EXERCISE PROMPT :: How many lines in the records below contain "EntryParams"? Answer with the number alone.

RECORDS FOR THE TASK: Begin

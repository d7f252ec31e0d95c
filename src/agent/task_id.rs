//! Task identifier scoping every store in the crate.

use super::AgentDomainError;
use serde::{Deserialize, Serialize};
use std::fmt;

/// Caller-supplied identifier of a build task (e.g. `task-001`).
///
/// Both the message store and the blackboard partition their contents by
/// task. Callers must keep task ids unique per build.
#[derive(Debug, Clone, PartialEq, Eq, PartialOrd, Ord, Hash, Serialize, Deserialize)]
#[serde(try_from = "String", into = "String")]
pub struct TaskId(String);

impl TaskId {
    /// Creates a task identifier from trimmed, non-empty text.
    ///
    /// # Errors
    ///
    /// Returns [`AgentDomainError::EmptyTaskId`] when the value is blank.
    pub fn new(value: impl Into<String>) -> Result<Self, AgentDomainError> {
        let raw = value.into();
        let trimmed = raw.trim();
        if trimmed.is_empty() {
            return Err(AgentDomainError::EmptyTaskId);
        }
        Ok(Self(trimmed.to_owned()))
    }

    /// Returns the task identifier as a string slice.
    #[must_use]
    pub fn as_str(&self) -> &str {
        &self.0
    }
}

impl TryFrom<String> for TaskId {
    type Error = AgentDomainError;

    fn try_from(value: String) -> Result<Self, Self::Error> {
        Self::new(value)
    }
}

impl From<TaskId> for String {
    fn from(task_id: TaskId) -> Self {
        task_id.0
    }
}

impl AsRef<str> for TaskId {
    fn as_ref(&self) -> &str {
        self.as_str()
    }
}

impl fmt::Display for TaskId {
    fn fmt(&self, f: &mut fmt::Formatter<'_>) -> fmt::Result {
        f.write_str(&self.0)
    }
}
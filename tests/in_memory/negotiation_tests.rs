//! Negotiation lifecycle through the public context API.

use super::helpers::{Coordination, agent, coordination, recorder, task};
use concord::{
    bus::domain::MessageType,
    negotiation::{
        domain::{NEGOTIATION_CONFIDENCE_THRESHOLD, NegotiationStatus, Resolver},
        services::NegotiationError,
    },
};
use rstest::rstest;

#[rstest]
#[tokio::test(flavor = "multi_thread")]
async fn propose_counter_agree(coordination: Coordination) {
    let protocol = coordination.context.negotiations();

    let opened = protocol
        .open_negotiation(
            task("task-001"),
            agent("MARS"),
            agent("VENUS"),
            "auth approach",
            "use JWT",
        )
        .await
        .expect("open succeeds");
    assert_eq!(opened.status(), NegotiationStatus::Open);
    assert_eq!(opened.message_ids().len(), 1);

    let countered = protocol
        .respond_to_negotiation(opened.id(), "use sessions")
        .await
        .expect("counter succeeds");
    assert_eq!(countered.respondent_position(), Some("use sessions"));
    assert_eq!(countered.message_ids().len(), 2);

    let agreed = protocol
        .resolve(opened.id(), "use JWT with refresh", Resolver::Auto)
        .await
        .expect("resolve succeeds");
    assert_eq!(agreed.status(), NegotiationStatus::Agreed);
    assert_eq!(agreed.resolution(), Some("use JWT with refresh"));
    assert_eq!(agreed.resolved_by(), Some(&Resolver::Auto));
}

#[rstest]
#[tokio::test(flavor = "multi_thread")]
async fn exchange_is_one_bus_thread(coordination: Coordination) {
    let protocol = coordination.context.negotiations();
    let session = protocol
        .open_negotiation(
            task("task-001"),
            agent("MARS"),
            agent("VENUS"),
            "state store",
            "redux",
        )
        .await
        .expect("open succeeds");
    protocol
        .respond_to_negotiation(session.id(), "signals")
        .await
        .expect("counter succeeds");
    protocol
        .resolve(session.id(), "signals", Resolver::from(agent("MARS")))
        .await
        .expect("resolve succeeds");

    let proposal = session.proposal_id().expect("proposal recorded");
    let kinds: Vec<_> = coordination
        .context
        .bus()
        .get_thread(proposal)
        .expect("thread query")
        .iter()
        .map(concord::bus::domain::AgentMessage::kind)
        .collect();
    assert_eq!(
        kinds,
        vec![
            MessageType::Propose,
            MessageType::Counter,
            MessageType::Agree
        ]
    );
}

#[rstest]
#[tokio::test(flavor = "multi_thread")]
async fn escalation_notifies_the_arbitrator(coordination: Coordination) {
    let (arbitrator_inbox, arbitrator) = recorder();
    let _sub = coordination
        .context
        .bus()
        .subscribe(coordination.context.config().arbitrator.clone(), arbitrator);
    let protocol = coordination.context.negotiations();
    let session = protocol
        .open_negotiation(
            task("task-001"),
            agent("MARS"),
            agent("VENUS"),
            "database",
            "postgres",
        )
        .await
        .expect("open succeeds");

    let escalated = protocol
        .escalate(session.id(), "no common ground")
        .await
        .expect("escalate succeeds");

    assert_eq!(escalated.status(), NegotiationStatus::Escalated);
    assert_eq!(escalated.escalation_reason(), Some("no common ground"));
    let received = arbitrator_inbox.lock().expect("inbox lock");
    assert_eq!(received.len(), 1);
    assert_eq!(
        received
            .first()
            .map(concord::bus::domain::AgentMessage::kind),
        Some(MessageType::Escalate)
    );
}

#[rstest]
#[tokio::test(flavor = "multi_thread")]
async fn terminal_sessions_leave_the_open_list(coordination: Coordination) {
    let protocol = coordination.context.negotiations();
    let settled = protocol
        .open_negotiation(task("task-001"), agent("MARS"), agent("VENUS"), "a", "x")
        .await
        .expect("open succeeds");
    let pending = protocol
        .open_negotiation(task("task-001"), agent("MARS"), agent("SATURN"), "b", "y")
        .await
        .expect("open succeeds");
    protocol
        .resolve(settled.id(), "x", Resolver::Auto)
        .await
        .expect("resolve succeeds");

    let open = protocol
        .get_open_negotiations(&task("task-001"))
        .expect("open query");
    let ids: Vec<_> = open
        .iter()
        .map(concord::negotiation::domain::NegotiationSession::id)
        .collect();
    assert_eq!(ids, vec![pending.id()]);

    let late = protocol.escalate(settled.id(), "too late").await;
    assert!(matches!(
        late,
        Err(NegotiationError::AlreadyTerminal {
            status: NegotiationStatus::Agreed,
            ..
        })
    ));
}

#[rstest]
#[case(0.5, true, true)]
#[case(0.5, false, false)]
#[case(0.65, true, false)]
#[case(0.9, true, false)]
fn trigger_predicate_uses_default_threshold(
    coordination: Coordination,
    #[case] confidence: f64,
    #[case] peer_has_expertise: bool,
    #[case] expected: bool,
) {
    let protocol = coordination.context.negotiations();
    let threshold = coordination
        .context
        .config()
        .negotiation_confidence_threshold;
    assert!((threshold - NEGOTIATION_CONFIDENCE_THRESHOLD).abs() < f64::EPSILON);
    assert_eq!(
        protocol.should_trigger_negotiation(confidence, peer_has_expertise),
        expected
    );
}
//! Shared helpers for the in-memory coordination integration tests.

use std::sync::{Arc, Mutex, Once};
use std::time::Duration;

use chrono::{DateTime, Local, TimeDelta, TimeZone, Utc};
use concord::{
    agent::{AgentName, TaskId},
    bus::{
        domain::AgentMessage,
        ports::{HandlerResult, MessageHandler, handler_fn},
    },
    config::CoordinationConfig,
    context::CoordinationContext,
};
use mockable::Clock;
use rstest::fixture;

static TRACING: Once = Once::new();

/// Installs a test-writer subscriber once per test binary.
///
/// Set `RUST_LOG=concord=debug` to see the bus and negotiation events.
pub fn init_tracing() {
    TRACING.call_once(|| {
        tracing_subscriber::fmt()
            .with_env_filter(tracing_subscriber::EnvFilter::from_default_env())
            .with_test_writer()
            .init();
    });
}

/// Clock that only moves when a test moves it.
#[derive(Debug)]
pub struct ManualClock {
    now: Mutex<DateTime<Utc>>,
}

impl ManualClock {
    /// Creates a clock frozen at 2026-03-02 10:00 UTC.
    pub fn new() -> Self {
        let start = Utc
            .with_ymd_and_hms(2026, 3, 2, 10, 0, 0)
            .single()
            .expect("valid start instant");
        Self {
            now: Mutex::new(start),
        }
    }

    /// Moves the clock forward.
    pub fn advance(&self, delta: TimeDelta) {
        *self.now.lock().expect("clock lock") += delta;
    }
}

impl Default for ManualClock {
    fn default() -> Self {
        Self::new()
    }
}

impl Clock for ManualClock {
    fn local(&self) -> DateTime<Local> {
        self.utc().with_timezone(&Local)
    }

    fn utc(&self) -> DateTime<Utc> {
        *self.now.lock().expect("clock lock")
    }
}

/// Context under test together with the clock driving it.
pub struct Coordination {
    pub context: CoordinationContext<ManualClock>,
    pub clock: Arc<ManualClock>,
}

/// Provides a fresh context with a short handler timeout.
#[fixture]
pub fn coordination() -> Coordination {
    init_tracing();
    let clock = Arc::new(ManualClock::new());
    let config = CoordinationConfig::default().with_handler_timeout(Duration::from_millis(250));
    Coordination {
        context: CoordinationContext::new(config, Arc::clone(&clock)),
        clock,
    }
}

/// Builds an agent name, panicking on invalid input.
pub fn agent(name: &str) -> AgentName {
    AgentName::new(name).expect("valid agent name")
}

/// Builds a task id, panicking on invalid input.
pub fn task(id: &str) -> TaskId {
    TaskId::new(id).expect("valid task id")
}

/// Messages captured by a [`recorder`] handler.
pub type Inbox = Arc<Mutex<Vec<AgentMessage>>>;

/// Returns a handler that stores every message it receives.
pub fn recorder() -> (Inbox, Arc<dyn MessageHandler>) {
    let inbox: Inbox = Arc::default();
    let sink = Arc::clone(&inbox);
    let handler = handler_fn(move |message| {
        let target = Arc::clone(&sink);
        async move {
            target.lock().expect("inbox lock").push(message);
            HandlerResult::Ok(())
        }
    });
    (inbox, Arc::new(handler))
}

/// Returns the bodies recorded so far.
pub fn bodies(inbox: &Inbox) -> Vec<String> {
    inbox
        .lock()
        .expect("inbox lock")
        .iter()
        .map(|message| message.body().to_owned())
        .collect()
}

RECORDS FOR THE TASK: End
RECORDS FOR THE TASK: Begin

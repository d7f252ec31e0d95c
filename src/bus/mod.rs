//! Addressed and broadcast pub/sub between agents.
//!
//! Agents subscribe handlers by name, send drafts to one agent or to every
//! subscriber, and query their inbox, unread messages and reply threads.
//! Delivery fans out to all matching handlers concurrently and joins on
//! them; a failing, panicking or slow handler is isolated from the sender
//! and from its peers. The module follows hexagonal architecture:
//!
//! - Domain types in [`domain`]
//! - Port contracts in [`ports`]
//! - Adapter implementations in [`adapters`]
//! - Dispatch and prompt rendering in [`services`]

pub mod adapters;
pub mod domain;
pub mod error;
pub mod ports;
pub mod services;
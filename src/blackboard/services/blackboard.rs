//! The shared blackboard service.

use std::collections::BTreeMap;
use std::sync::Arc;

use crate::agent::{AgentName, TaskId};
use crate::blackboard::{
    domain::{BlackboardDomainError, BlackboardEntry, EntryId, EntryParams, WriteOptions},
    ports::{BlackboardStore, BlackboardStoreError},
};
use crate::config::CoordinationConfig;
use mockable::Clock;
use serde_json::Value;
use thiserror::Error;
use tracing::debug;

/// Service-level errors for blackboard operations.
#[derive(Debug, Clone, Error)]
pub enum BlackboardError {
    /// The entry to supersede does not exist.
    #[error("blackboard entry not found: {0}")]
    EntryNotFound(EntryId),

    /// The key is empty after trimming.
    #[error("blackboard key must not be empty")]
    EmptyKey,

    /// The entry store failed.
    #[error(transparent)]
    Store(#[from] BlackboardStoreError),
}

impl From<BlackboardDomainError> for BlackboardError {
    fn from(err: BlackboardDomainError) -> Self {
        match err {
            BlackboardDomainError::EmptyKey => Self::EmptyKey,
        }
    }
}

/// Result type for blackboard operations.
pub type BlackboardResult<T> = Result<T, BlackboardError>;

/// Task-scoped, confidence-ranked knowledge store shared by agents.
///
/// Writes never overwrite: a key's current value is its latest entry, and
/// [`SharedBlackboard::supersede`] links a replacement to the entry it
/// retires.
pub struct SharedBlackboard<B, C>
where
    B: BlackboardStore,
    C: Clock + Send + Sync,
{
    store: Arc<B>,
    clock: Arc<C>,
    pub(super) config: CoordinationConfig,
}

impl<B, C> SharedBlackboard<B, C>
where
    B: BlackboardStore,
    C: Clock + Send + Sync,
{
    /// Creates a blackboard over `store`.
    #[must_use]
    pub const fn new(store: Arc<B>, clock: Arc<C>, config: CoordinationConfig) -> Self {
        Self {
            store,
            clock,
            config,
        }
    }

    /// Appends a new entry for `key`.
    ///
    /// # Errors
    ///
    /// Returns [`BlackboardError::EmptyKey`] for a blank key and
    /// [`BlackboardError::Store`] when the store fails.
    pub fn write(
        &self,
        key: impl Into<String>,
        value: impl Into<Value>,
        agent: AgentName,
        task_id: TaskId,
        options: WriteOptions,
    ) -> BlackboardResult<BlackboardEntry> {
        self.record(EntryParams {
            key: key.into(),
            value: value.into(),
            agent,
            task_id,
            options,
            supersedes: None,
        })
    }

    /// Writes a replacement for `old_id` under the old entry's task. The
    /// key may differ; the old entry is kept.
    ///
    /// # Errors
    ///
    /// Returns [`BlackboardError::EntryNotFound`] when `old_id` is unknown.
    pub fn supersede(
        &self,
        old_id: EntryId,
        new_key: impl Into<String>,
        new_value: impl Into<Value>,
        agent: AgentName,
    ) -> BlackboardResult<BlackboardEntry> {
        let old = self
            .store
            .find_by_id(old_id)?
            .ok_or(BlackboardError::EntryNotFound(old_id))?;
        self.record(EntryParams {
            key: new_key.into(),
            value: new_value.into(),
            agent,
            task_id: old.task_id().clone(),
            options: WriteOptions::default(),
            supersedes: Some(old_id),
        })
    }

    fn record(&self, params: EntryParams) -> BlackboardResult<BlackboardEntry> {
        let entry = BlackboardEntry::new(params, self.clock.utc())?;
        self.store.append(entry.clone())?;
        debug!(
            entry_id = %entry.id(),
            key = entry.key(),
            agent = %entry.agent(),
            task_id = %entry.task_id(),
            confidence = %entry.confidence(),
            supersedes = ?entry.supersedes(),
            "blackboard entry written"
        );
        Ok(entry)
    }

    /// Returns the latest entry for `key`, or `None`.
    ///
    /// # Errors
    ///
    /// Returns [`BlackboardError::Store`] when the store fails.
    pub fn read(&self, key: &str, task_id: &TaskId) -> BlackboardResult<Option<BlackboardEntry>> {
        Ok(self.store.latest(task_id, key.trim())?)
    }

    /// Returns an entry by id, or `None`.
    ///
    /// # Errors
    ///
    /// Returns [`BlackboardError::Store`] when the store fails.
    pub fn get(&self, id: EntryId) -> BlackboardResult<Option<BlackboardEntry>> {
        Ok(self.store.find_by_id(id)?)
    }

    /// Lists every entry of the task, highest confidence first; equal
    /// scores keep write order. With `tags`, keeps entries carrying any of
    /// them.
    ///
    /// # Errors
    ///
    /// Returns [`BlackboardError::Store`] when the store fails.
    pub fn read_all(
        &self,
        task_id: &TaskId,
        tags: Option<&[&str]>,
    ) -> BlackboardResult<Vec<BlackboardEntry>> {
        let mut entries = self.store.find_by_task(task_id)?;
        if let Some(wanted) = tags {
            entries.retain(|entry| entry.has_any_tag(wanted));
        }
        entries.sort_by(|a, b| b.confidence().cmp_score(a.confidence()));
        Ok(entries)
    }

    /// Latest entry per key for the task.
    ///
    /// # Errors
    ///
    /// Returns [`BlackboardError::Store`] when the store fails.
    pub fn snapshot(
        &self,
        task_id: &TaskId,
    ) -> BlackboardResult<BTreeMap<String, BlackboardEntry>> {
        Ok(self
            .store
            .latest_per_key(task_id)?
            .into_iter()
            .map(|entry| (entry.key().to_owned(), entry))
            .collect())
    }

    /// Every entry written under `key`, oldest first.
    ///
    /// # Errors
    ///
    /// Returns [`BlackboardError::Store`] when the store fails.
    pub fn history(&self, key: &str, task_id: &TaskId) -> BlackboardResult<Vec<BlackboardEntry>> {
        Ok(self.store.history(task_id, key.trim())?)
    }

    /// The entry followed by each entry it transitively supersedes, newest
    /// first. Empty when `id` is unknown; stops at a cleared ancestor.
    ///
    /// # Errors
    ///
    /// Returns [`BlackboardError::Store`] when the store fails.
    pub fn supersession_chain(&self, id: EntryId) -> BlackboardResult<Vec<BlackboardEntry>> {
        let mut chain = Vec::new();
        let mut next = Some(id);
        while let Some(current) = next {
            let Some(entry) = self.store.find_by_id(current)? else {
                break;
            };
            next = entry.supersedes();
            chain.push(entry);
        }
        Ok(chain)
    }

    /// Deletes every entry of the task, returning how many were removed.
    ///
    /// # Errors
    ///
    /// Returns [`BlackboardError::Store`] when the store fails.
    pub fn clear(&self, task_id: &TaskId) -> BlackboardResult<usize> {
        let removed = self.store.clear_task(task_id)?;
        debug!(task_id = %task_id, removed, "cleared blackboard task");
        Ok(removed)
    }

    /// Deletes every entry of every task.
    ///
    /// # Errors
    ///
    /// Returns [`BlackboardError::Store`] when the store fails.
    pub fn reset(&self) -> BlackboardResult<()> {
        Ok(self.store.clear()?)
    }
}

RECORDS FOR THE TASK: End
RECORDS FOR THE TASK: Begin

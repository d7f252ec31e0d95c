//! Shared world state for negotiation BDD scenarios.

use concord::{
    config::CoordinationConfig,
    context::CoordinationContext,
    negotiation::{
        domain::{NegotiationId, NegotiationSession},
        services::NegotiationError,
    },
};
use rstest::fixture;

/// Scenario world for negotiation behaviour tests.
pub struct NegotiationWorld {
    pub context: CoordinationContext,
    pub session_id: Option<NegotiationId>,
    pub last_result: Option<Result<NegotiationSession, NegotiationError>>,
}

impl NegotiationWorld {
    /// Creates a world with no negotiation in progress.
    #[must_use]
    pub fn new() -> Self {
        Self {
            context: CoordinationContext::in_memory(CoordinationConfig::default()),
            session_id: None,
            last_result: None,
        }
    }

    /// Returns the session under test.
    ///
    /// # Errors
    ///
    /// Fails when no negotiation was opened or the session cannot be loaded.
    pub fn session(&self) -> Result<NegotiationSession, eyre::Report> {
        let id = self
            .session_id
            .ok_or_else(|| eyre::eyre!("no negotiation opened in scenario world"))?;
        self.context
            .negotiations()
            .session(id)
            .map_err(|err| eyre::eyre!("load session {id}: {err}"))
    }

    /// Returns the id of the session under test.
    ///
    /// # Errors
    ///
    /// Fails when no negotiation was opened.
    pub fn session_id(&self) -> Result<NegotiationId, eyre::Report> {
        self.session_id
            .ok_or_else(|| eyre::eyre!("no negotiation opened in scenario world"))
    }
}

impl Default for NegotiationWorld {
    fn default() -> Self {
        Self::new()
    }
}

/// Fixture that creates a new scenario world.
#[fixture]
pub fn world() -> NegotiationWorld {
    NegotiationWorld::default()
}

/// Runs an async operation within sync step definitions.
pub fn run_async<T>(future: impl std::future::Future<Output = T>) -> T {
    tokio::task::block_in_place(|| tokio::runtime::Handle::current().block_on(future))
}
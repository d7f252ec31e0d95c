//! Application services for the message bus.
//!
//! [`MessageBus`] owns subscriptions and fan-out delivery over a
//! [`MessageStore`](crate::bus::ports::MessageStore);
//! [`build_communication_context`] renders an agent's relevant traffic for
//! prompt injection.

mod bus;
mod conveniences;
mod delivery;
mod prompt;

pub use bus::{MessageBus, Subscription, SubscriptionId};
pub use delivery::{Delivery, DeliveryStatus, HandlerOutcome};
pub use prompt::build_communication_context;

RECORDS FOR THE TASK: End

REPLY :: 4